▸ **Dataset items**
:::
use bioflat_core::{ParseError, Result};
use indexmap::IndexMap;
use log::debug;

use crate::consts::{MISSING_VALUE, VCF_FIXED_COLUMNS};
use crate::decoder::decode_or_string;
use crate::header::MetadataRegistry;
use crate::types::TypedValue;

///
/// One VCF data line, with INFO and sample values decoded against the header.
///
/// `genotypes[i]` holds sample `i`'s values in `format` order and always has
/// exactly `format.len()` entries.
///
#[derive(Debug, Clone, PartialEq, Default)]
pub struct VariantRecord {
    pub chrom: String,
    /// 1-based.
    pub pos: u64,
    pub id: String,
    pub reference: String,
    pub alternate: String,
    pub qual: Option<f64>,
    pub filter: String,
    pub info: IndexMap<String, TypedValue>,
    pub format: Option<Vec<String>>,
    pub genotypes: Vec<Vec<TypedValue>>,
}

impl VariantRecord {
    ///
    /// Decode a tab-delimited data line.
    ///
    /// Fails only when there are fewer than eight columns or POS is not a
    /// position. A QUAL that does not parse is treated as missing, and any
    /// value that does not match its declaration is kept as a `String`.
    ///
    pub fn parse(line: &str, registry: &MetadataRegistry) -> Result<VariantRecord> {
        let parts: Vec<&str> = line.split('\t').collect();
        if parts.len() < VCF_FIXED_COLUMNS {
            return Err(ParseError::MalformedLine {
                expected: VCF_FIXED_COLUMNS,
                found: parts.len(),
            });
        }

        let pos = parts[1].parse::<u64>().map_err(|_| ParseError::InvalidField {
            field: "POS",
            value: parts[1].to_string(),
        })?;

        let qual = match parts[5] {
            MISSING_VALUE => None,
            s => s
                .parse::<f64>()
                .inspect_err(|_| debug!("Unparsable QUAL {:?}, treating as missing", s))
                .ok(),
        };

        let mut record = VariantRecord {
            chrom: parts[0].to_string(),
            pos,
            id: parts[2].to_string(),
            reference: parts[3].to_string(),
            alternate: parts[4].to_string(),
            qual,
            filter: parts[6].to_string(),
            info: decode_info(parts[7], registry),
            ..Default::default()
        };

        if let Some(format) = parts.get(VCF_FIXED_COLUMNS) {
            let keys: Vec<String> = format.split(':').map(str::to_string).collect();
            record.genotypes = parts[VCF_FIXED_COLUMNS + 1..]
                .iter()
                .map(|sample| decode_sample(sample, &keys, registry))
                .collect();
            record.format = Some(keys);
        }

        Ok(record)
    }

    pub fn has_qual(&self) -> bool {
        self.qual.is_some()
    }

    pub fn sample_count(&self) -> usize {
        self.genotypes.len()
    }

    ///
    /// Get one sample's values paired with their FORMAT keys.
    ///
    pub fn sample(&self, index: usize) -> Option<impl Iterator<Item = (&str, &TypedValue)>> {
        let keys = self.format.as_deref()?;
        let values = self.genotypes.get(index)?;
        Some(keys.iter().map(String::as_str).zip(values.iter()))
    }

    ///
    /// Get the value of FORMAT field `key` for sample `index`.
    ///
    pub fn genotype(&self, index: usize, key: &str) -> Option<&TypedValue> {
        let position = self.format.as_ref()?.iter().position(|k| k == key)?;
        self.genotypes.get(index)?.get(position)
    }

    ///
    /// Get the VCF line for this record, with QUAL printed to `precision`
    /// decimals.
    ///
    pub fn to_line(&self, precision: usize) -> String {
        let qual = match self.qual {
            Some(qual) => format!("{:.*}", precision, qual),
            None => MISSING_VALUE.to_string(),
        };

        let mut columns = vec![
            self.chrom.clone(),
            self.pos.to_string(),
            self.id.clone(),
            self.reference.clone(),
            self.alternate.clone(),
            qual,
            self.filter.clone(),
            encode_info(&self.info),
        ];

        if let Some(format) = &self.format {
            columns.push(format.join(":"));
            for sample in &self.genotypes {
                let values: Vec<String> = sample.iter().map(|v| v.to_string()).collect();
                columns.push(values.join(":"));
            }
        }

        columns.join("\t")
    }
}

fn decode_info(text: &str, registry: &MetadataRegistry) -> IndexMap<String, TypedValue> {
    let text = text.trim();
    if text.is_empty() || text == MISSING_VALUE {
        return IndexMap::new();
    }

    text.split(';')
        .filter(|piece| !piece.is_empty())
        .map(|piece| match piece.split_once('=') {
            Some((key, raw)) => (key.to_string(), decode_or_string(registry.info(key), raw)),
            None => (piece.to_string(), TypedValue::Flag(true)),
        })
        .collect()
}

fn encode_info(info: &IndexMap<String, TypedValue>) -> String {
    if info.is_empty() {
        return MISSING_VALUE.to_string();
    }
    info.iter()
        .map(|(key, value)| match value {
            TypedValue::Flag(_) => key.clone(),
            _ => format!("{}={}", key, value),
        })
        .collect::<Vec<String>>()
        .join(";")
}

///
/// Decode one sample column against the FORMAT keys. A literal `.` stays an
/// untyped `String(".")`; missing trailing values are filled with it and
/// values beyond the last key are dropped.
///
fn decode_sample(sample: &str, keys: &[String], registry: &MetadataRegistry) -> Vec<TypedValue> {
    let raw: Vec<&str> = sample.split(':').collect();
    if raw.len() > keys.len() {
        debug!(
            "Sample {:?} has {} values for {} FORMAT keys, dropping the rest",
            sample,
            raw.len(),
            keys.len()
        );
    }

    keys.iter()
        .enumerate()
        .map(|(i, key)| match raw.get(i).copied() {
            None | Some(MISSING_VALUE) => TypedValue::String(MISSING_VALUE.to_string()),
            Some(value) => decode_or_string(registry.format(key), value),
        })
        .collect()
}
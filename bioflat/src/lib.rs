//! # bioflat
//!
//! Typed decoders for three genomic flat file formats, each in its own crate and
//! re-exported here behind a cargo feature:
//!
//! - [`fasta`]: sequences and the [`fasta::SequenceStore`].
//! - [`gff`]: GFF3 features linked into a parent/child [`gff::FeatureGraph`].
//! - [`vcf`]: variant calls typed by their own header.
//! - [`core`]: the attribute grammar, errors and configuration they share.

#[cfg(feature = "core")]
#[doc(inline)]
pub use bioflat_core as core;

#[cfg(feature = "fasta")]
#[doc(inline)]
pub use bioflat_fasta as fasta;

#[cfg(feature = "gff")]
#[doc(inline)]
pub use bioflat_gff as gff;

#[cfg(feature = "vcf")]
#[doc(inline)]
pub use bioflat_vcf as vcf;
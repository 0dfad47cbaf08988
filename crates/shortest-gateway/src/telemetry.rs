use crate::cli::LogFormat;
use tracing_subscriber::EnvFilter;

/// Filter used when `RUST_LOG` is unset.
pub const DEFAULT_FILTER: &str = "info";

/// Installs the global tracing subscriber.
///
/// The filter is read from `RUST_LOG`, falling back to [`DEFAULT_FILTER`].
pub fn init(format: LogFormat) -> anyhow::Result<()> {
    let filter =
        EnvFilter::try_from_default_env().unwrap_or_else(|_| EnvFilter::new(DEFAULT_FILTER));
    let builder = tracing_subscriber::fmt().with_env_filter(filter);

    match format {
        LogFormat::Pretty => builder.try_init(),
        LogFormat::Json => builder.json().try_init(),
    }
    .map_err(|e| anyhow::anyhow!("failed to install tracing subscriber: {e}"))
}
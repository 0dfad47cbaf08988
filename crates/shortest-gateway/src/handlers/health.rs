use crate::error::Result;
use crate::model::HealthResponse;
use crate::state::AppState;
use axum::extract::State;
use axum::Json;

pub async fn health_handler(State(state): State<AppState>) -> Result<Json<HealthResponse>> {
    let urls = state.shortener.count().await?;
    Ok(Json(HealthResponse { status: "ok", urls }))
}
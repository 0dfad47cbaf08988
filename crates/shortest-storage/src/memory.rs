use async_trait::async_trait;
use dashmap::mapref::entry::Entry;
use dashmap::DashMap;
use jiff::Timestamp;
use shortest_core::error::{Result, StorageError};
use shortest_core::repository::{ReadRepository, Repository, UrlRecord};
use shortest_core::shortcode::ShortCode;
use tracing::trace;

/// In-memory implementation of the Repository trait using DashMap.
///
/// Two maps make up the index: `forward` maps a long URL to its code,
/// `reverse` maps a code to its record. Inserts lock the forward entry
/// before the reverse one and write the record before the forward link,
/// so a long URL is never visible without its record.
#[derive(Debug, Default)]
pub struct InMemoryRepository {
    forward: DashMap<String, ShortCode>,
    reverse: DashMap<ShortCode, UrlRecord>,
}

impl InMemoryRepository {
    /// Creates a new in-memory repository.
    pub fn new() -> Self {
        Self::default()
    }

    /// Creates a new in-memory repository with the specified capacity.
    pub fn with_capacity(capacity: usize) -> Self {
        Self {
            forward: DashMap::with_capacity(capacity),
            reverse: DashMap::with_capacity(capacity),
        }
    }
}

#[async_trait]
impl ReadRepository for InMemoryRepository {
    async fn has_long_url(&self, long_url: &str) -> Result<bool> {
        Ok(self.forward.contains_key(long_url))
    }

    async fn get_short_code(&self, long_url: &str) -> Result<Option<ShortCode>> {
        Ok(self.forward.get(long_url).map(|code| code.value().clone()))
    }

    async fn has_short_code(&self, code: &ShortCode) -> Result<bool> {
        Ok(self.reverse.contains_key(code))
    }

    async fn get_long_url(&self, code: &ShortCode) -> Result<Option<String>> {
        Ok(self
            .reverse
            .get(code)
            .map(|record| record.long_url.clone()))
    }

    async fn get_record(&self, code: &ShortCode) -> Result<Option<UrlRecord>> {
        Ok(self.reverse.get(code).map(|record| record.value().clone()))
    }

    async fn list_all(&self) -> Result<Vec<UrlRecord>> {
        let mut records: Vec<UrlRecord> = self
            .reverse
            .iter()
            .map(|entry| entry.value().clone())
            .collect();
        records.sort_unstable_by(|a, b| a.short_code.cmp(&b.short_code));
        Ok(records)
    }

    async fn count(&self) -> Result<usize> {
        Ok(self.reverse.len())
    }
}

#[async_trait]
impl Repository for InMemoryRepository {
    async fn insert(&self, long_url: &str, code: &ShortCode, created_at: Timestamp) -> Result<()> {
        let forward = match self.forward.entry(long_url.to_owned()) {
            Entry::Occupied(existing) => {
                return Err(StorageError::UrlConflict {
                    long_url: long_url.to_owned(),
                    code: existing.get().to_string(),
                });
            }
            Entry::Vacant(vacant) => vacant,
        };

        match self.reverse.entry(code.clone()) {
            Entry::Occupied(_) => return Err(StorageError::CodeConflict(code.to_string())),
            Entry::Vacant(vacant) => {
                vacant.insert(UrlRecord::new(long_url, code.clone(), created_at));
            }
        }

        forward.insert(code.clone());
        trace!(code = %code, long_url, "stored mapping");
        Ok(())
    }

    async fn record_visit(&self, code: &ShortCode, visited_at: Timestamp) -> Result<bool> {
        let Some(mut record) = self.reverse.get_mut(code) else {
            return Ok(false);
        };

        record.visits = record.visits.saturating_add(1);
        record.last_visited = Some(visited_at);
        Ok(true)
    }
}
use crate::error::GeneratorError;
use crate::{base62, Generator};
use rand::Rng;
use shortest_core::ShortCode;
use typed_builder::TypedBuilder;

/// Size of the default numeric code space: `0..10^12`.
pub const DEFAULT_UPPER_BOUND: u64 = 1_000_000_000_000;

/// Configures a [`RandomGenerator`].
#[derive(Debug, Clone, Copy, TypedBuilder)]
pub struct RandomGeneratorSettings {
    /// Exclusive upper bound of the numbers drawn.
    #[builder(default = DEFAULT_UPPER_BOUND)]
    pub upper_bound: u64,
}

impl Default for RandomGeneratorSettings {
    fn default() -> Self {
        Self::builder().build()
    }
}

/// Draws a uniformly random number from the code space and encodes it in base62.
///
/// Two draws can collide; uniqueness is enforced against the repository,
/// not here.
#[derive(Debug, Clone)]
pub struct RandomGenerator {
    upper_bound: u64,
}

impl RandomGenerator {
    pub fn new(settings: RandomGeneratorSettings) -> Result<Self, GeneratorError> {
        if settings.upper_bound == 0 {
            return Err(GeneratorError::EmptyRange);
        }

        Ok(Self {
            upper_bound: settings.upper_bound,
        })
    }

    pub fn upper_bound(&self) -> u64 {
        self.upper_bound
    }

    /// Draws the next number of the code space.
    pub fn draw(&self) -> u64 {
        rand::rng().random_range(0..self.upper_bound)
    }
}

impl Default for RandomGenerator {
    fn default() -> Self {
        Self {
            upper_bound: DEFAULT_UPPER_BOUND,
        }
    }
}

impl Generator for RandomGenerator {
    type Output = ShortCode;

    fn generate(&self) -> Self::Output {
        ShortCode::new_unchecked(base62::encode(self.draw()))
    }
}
:::
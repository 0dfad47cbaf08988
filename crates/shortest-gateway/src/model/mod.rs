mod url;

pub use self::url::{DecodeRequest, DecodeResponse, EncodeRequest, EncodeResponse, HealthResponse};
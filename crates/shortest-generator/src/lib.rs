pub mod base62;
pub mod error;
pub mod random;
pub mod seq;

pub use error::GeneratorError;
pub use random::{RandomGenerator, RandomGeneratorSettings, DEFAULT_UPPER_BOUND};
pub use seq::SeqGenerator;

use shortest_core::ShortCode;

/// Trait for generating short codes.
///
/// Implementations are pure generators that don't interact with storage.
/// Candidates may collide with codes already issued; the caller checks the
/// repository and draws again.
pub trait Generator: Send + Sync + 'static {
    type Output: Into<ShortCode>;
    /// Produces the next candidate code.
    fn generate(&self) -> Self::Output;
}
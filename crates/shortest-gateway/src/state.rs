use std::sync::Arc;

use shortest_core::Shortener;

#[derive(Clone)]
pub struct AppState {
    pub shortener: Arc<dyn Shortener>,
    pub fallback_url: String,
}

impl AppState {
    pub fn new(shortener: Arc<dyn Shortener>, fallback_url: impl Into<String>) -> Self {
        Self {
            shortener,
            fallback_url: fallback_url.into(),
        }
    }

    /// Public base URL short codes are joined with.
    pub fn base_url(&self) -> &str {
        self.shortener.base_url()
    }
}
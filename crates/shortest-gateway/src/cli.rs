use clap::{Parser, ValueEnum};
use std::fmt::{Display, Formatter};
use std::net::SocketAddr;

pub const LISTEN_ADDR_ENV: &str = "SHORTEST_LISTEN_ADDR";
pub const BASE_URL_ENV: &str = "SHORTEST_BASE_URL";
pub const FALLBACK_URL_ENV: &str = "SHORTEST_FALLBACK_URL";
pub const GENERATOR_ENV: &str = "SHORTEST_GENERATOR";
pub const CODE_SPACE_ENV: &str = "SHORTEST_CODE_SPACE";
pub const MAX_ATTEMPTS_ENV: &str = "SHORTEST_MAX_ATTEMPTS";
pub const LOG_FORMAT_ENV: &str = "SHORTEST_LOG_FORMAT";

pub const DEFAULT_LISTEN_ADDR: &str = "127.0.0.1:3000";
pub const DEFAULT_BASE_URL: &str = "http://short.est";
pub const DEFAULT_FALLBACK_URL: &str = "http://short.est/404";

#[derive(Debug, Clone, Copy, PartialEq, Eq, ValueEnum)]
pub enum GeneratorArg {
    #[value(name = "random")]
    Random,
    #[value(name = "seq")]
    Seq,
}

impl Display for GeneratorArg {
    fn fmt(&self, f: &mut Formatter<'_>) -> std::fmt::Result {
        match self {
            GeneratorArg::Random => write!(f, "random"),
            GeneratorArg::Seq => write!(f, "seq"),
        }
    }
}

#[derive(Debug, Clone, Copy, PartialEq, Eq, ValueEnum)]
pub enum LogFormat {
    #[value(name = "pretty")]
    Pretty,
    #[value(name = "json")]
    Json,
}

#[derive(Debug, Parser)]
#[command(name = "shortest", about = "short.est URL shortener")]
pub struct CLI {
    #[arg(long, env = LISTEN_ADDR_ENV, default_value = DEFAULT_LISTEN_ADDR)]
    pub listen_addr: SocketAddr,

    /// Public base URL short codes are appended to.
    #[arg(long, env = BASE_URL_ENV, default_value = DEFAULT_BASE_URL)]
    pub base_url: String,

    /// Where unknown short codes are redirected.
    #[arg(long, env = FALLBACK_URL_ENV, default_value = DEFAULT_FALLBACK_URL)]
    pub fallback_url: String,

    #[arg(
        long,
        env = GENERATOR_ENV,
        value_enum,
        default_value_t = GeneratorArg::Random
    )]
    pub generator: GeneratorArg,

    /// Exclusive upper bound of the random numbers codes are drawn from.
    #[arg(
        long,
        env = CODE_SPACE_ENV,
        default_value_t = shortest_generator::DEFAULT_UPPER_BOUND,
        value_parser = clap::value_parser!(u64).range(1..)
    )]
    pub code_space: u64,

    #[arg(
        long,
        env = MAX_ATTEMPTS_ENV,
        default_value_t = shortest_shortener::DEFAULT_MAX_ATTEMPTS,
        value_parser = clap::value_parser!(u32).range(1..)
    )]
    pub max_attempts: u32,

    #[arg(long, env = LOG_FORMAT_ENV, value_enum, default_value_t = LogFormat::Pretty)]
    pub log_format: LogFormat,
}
:::
▸ **TASK OBJECTIVE**
What is needed is a verbatim copy of every line in the records above from the one containing "self.qual.is_some()" down to the one containing "let values = self.genotypes.get(index)?;", both included, and nothing more.

▸ **FINISHED EXERCISE**
        self.qual.is_some()
    }

    pub fn sample_count(&self) -> usize {
        self.genotypes.len()
    }

    ///
    /// Get one sample's values paired with their FORMAT keys.
    ///
    pub fn sample(&self, index: usize) -> Option<impl Iterator<Item = (&str, &TypedValue)>> {
        let keys = self.format.as_deref()?;
        let values = self.genotypes.get(index)?;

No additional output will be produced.